→ **Work to be completed**
Below is a set of records; restate each one word for word.

○ ○ ○

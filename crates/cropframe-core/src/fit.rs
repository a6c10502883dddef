//! Initial selection placement.
//!
//! Computes the largest aspect-locked rectangle covering `coverage` of the
//! limiting image dimension, centered on the image.

use crate::config::CoverageConfig;
use crate::geometry::{LayoutBox, Rect, Size};

/// Compute the initial selection for a displayed image.
///
/// The width-constrained candidate (`w = image_width * coverage`) is tried
/// first. If its height does not fit, the height-constrained candidate
/// (`h = image_height * coverage`) is used instead.
///
/// # Arguments
///
/// * `image_box` - Displayed image box (page space)
/// * `container_box` - Container box (page space)
/// * `aspect_ratio` - Selection width / height
/// * `coverage` - Fraction of the limiting dimension, in (0, 1]
///
/// # Returns
///
/// The selection in container-relative coordinates, or `None` when the image
/// is degenerate or the inputs produce an empty rectangle.
pub fn compute_fit_selection(
    image_box: &LayoutBox,
    container_box: &LayoutBox,
    aspect_ratio: f64,
    coverage: f64,
) -> Option<Rect> {
    let image_width = image_box.width;
    let image_height = image_box.height;
    if !(image_width > 0.0 && image_height > 0.0) {
        return None;
    }
    if !(aspect_ratio.is_finite() && aspect_ratio > 0.0) || !coverage.is_finite() {
        return None;
    }

    let mut width = image_width * coverage;
    let mut height = width / aspect_ratio;
    if height > image_height {
        height = image_height * coverage;
        width = height * aspect_ratio;
    }

    if !(width > 0.0 && height > 0.0) {
        return None;
    }

    let image = image_box.relative_to(container_box);
    Some(Rect::centered_on(image.center(), Size::new(width, height)))
}

/// [`compute_fit_selection`] driven by a validated [`CoverageConfig`].
///
/// Invalid configuration is logged and yields `None`.
pub fn fit_with_config(
    image_box: &LayoutBox,
    container_box: &LayoutBox,
    config: &CoverageConfig,
) -> Option<Rect> {
    if let Err(e) = config.validate() {
        log::warn!("Skipping selection fit: {}", e);
        return None;
    }
    compute_fit_selection(image_box, container_box, config.aspect_ratio, config.coverage)
}

#[cfg(test)]
mod tests {
    use super::*;

    fn origin_container() -> LayoutBox {
        LayoutBox::new(0.0, 0.0, 600.0, 600.0)
    }

    #[test]
    fn test_portrait_reference_case() {
        let image = LayoutBox::new(100.0, 50.0, 400.0, 400.0);
        let rect = compute_fit_selection(&image, &origin_container(), 9.0 / 16.0, 0.7).unwrap();

        assert!((rect.x - 221.25).abs() < 0.1);
        assert!((rect.y - 110.0).abs() < 0.1);
        assert!((rect.width - 157.5).abs() < 0.1);
        assert!((rect.height - 280.0).abs() < 0.1);
    }

    #[test]
    fn test_full_coverage_portrait_on_square() {
        let image = LayoutBox::new(0.0, 0.0, 500.0, 500.0);
        let rect = compute_fit_selection(&image, &origin_container(), 0.75, 1.0).unwrap();

        assert_eq!(rect.height, 500.0);
        assert_eq!(rect.width, 500.0 * 0.75);
    }

    #[test]
    fn test_landscape_uses_width_constraint() {
        let image = LayoutBox::new(0.0, 0.0, 400.0, 400.0);
        let rect = compute_fit_selection(&image, &origin_container(), 2.0, 0.5).unwrap();

        assert_eq!(rect.width, 200.0);
        assert_eq!(rect.height, 100.0);
        assert_eq!(rect.x, 100.0);
        assert_eq!(rect.y, 150.0);
    }

    #[test]
    fn test_container_offset_is_subtracted() {
        let image = LayoutBox::new(120.0, 80.0, 200.0, 100.0);
        let container = LayoutBox::new(20.0, 30.0, 400.0, 400.0);
        let rect = compute_fit_selection(&image, &container, 1.0, 1.0).unwrap();

        // 100x100 square centered on image center (200, 100) relative
        assert_eq!(rect, Rect::new(150.0, 50.0, 100.0, 100.0));
    }

    #[test]
    fn test_degenerate_image_yields_none() {
        let container = origin_container();
        for (w, h) in [(0.0, 100.0), (100.0, 0.0), (-5.0, 100.0), (100.0, -5.0)] {
            let image = LayoutBox::new(0.0, 0.0, w, h);
            assert!(compute_fit_selection(&image, &container, 1.0, 0.5).is_none());
        }
    }

    #[test]
    fn test_invalid_ratio_or_coverage_yields_none() {
        let image = LayoutBox::new(0.0, 0.0, 100.0, 100.0);
        let container = origin_container();
        assert!(compute_fit_selection(&image, &container, 0.0, 0.5).is_none());
        assert!(compute_fit_selection(&image, &container, f64::NAN, 0.5).is_none());
        assert!(compute_fit_selection(&image, &container, 1.0, 0.0).is_none());
        assert!(compute_fit_selection(&image, &container, 1.0, f64::INFINITY).is_none());
    }

    #[test]
    fn test_fit_with_invalid_config_skips() {
        let image = LayoutBox::new(0.0, 0.0, 100.0, 100.0);
        let config = CoverageConfig::new(1.0, 1.5);
        assert!(fit_with_config(&image, &origin_container(), &config).is_none());
    }

    #[test]
    fn test_fit_with_valid_config() {
        let image = LayoutBox::new(0.0, 0.0, 100.0, 100.0);
        let config = CoverageConfig::new(1.0, 0.5);
        let rect = fit_with_config(&image, &origin_container(), &config).unwrap();
        assert_eq!(rect, Rect::new(25.0, 25.0, 50.0, 50.0));
    }
}

// ============================================================================
// Property-Based Tests
// ============================================================================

○ ○ ○

→ **Response box**
filename crates/cropframe-core/src/fit.rs
repository a6c10502883dddef
//! Initial selection placement.
//!
//! Computes the largest aspect-locked rectangle covering `coverage` of the
//! limiting image dimension, centered on the image.

use crate::config::CoverageConfig;
use crate::geometry::{LayoutBox, Rect, Size};

/// Compute the initial selection for a displayed image.
///
/// The width-constrained candidate (`w = image_width * coverage`) is tried
/// first. If its height does not fit, the height-constrained candidate
/// (`h = image_height * coverage`) is used instead.
///
/// # Arguments
///
/// * `image_box` - Displayed image box (page space)
/// * `container_box` - Container box (page space)
/// * `aspect_ratio` - Selection width / height
/// * `coverage` - Fraction of the limiting dimension, in (0, 1]
///
/// # Returns
///
/// The selection in container-relative coordinates, or `None` when the image
/// is degenerate or the inputs produce an empty rectangle.
pub fn compute_fit_selection(
    image_box: &LayoutBox,
    container_box: &LayoutBox,
    aspect_ratio: f64,
    coverage: f64,
) -> Option<Rect> {
    let image_width = image_box.width;
    let image_height = image_box.height;
    if !(image_width > 0.0 && image_height > 0.0) {
        return None;
    }
    if !(aspect_ratio.is_finite() && aspect_ratio > 0.0) || !coverage.is_finite() {
        return None;
    }

    let mut width = image_width * coverage;
    let mut height = width / aspect_ratio;
    if height > image_height {
        height = image_height * coverage;
        width = height * aspect_ratio;
    }

    if !(width > 0.0 && height > 0.0) {
        return None;
    }

    let image = image_box.relative_to(container_box);
    Some(Rect::centered_on(image.center(), Size::new(width, height)))
}

/// [`compute_fit_selection`] driven by a validated [`CoverageConfig`].
///
/// Invalid configuration is logged and yields `None`.
pub fn fit_with_config(
    image_box: &LayoutBox,
    container_box: &LayoutBox,
    config: &CoverageConfig,
) -> Option<Rect> {
    if let Err(e) = config.validate() {
        log::warn!("Skipping selection fit: {}", e);
        return None;
    }
    compute_fit_selection(image_box, container_box, config.aspect_ratio, config.coverage)
}

#[cfg(test)]
mod tests {
    use super::*;

    fn origin_container() -> LayoutBox {
        LayoutBox::new(0.0, 0.0, 600.0, 600.0)
    }

    #[test]
    fn test_portrait_reference_case() {
        let image = LayoutBox::new(100.0, 50.0, 400.0, 400.0);
        let rect = compute_fit_selection(&image, &origin_container(), 9.0 / 16.0, 0.7).unwrap();

        assert!((rect.x - 221.25).abs() < 0.1);
        assert!((rect.y - 110.0).abs() < 0.1);
        assert!((rect.width - 157.5).abs() < 0.1);
        assert!((rect.height - 280.0).abs() < 0.1);
    }

    #[test]
    fn test_full_coverage_portrait_on_square() {
        let image = LayoutBox::new(0.0, 0.0, 500.0, 500.0);
        let rect = compute_fit_selection(&image, &origin_container(), 0.75, 1.0).unwrap();

        assert_eq!(rect.height, 500.0);
        assert_eq!(rect.width, 500.0 * 0.75);
    }

    #[test]
    fn test_landscape_uses_width_constraint() {
        let image = LayoutBox::new(0.0, 0.0, 400.0, 400.0);
        let rect = compute_fit_selection(&image, &origin_container(), 2.0, 0.5).unwrap();

        assert_eq!(rect.width, 200.0);
        assert_eq!(rect.height, 100.0);
        assert_eq!(rect.x, 100.0);
        assert_eq!(rect.y, 150.0);
    }

    #[test]
    fn test_container_offset_is_subtracted() {
        let image = LayoutBox::new(120.0, 80.0, 200.0, 100.0);
        let container = LayoutBox::new(20.0, 30.0, 400.0, 400.0);
        let rect = compute_fit_selection(&image, &container, 1.0, 1.0).unwrap();

        // 100x100 square centered on image center (200, 100) relative
        assert_eq!(rect, Rect::new(150.0, 50.0, 100.0, 100.0));
    }

    #[test]
    fn test_degenerate_image_yields_none() {
        let container = origin_container();
        for (w, h) in [(0.0, 100.0), (100.0, 0.0), (-5.0, 100.0), (100.0, -5.0)] {
            let image = LayoutBox::new(0.0, 0.0, w, h);
            assert!(compute_fit_selection(&image, &container, 1.0, 0.5).is_none());
        }
    }

    #[test]
    fn test_invalid_ratio_or_coverage_yields_none() {
        let image = LayoutBox::new(0.0, 0.0, 100.0, 100.0);
        let container = origin_container();
        assert!(compute_fit_selection(&image, &container, 0.0, 0.5).is_none());
        assert!(compute_fit_selection(&image, &container, f64::NAN, 0.5).is_none());
        assert!(compute_fit_selection(&image, &container, 1.0, 0.0).is_none());
        assert!(compute_fit_selection(&image, &container, 1.0, f64::INFINITY).is_none());
    }

    #[test]
    fn test_fit_with_invalid_config_skips() {
        let image = LayoutBox::new(0.0, 0.0, 100.0, 100.0);
        let config = CoverageConfig::new(1.0, 1.5);
        assert!(fit_with_config(&image, &origin_container(), &config).is_none());
    }

    #[test]
    fn test_fit_with_valid_config() {
        let image = LayoutBox::new(0.0, 0.0, 100.0, 100.0);
        let config = CoverageConfig::new(1.0, 0.5);
        let rect = fit_with_config(&image, &origin_container(), &config).unwrap();
        assert_eq!(rect, Rect::new(25.0, 25.0, 50.0, 50.0));
    }
}

// ============================================================================
// Property-Based Tests
// ============================================================================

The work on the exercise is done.